Cecilia hadn’t told him she had a sister, she had kept silent about the existence of a sister, she had treated him like a stranger. Not only had she kept him out of her life, not only had she kept him away from her children. He would have liked to see Mattia again; for two years he’d been wanting to see the boy again and she’d never let him see him. He would have liked to buy him another garage, at Christmas. He’d seen it in a toy store, a two-story garage with a gas pump and a lift for raising cars, that one was definitely suitable for a child her son’s age. But Cecilia had said that Mattia was too big for that kind of toy.
He went into the locker room to change before going back to get his mother and take her home.
“You see,” Marta said to him as they rode down in the elevator, “I always got a twenty-nine at the university, I was never good enough for a thirty, or maybe the professors were tougher than they are now, but here it’s an excellent mark, you know.”
“You scored a twenty-nine again on the Mini mental test? Really?”
“Does that seem so incredible to you? I’m not a moron, I just have memory issues.”
“Of course, Mama, I didn’t mean you’re a moron.”
* * *
Later he was supposed to have dinner with the whole family at Giulia’s place, but as soon as he got out of the shower he heard the doorbell ring. Through the peephole he saw a caricature of Giulia, an enormous head and an inverted cone for a body, even more irritable and mad at the world than she looked a moment later, in the flesh, once he’d opened the door.
She said she’d come up to speak with him alone and Viberti didn’t dare ask for even two minutes to get dressed; instead, he invited her into his spartan kitchen and sat down with her, his hair wet, in his bathrobe.
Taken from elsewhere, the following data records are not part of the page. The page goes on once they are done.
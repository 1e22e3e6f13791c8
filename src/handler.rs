//! The reconciliation handler capability.

use async_trait::async_trait;

use crate::sync::UserRecord;

/// Error type returned by handler callbacks.
///
/// Boxed so implementations keep their own error types. Any callback
/// failure aborts the run without commit.
pub type HandlerError = Box<dyn std::error::Error + Send + Sync>;

/// Receives the begin / batch / commit sequence of one sync run.
///
/// The controller drives implementations through a strict protocol:
///
/// 1. [`begin`](SyncHandler::begin) — exactly once, before any page fetch.
/// 2. [`on_user_batch`](SyncHandler::on_user_batch) — once per non-empty
///    page, in page order, with the full unsplit batch. Never called with
///    an empty batch.
/// 3. [`commit`](SyncHandler::commit) — at most once, only when every page
///    was fetched and at least one member was seen.
///
/// A failed run ends the sequence permanently: any state initialized in
/// `begin` must be treated as discarded, and implementations must tolerate
/// being driven through the whole protocol again on the next scheduled run.
///
/// The intended use is deletion-list reconciliation: snapshot the known
/// users in `begin`, drop every observed user from the snapshot in
/// `on_user_batch`, and act on whatever remains in `commit`.
#[async_trait]
pub trait SyncHandler: Send {
    /// Opens a reconciliation session.
    async fn begin(&mut self) -> Result<(), HandlerError>;

    /// Receives one page worth of raw member records.
    async fn on_user_batch(&mut self, users: Vec<UserRecord>) -> Result<(), HandlerError>;

    /// Finalizes the session after a fully successful listing.
    async fn commit(&mut self) -> Result<(), HandlerError>;
}
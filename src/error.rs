//! Error types for group membership synchronization.

use thiserror::Error;

use crate::handler::HandlerError;
use crate::transport::TransportError;

/// Result type alias using [`SyncError`].
pub type SyncResult<T> = Result<T, SyncError>;

/// Errors that can occur while synchronizing group membership.
///
/// The variants follow the phases of a run: `Config` before any network
/// activity, `Token` during token acquisition, `Network` during a page
/// fetch, `Data` for undecodable or anomalous payloads, and `Handler` when
/// the caller's reconciliation collaborator rejects a callback.
#[derive(Debug, Error)]
pub enum SyncError {
    /// Required option missing or empty at construction time.
    #[error("invalid configuration: {0}")]
    Config(String),

    /// Could not obtain an access token. No handler methods have run.
    #[error("cannot get token")]
    Token {
        #[source]
        source: TransportError,
    },

    /// A membership page fetch failed after the run began.
    ///
    /// `begin` has already fired; callers must discard any state the
    /// handler initialized for this run.
    #[error("cannot get users")]
    Network {
        #[source]
        source: TransportError,
    },

    /// Undecodable response body, or an entirely empty membership listing.
    #[error("{message}")]
    Data {
        message: String,
        #[source]
        source: Option<serde_json::Error>,
    },

    /// A handler callback failed; the run is aborted without commit.
    #[error("handler failed during {phase}")]
    Handler {
        phase: &'static str,
        #[source]
        source: HandlerError,
    },
}

impl SyncError {
    pub(crate) fn data(message: impl Into<String>) -> Self {
        Self::Data {
            message: message.into(),
            source: None,
        }
    }

    pub(crate) fn decode(message: impl Into<String>, source: serde_json::Error) -> Self {
        Self::Data {
            message: message.into(),
            source: Some(source),
        }
    }
}
//! OAuth2 client-credentials token acquisition.

use secrecy::ExposeSecret;
use serde::Deserialize;
use tracing::debug;

use crate::config::SyncConfig;
use crate::error::{SyncError, SyncResult};
use crate::transport::{HttpTransport, TransportRequest};

/// OAuth2 token response from Azure AD.
///
/// Fields default to empty strings when absent: a well-formed but
/// incomplete body is not rejected here. The malformed authorization header
/// it produces is rejected by the remote API on the first page fetch.
#[derive(Debug, Deserialize)]
pub(crate) struct TokenResponse {
    #[serde(default)]
    token_type: String,
    #[serde(default)]
    access_token: String,
}

impl TokenResponse {
    /// Value for the `authorization` header on membership page fetches.
    pub(crate) fn authorization_header(&self) -> String {
        format!("{} {}", self.token_type, self.access_token)
    }
}

/// Acquires a fresh access token using the client credentials flow.
///
/// Called once per run; tokens are never cached across runs.
pub(crate) async fn acquire_token<T>(transport: &T, config: &SyncConfig) -> SyncResult<TokenResponse>
where
    T: HttpTransport + ?Sized,
{
    let request = TransportRequest::post(config.token_url())
        .form_param("client_id", config.client_id())
        .form_param("client_secret", config.client_secret().expose_secret())
        .form_param("scope", config.scope())
        .form_param("grant_type", "client_credentials");

    let response = transport
        .execute(request)
        .await
        .map_err(|source| SyncError::Token { source })?;

    let token: TokenResponse = serde_json::from_str(&response.body)
        .map_err(|e| SyncError::decode("cannot decode token response", e))?;

    debug!("Acquired access token");

    Ok(token)
}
She’d found someone to stay the night with Marta, she was Peruvian, a cousin of Angélica’s, or a friend, or niece, or goddaughter, “with these people you never know where the family begins and where it ends.” The same observation could be made about their family, but Viberti had no intention of pointing that out to her. Angélica’s cousin, Maria, could start right away, but they had to hire her at once, maybe give her an advance, not pass up the opportunity, start out with daytime assistance.
Marta was against it, she’d said it a thousand times, she didn’t want strangers in the house at night, she wouldn’t be able to sleep peacefully. One night in January, however, around three a.m., she had shown up at Giulia’s door wearing a coat with a fur collar and a woolen hat pulled down on her head, with a crocodile handbag dug out of the bottom of her closet: “I don’t know why Angélica hasn’t arrived yet, can you let her know that I had to go out on an errand?” Her clock had stopped at 9:20 the night before and not only hadn’t she noticed that the hands had not moved from that position, but she wasn’t even surprised to see that it was still pitch-dark outside. She thought it was nine in the morning. Which was more troubling: the fact that she didn’t remember being afraid to leave the house, or that she wanted to go visit her sister in the hospital, the sister who’d died ten years ago? The following evening Marta had laughed about it with Viberti. “Just think, last night I was sure your aunt Bruna was still alive. How silly.”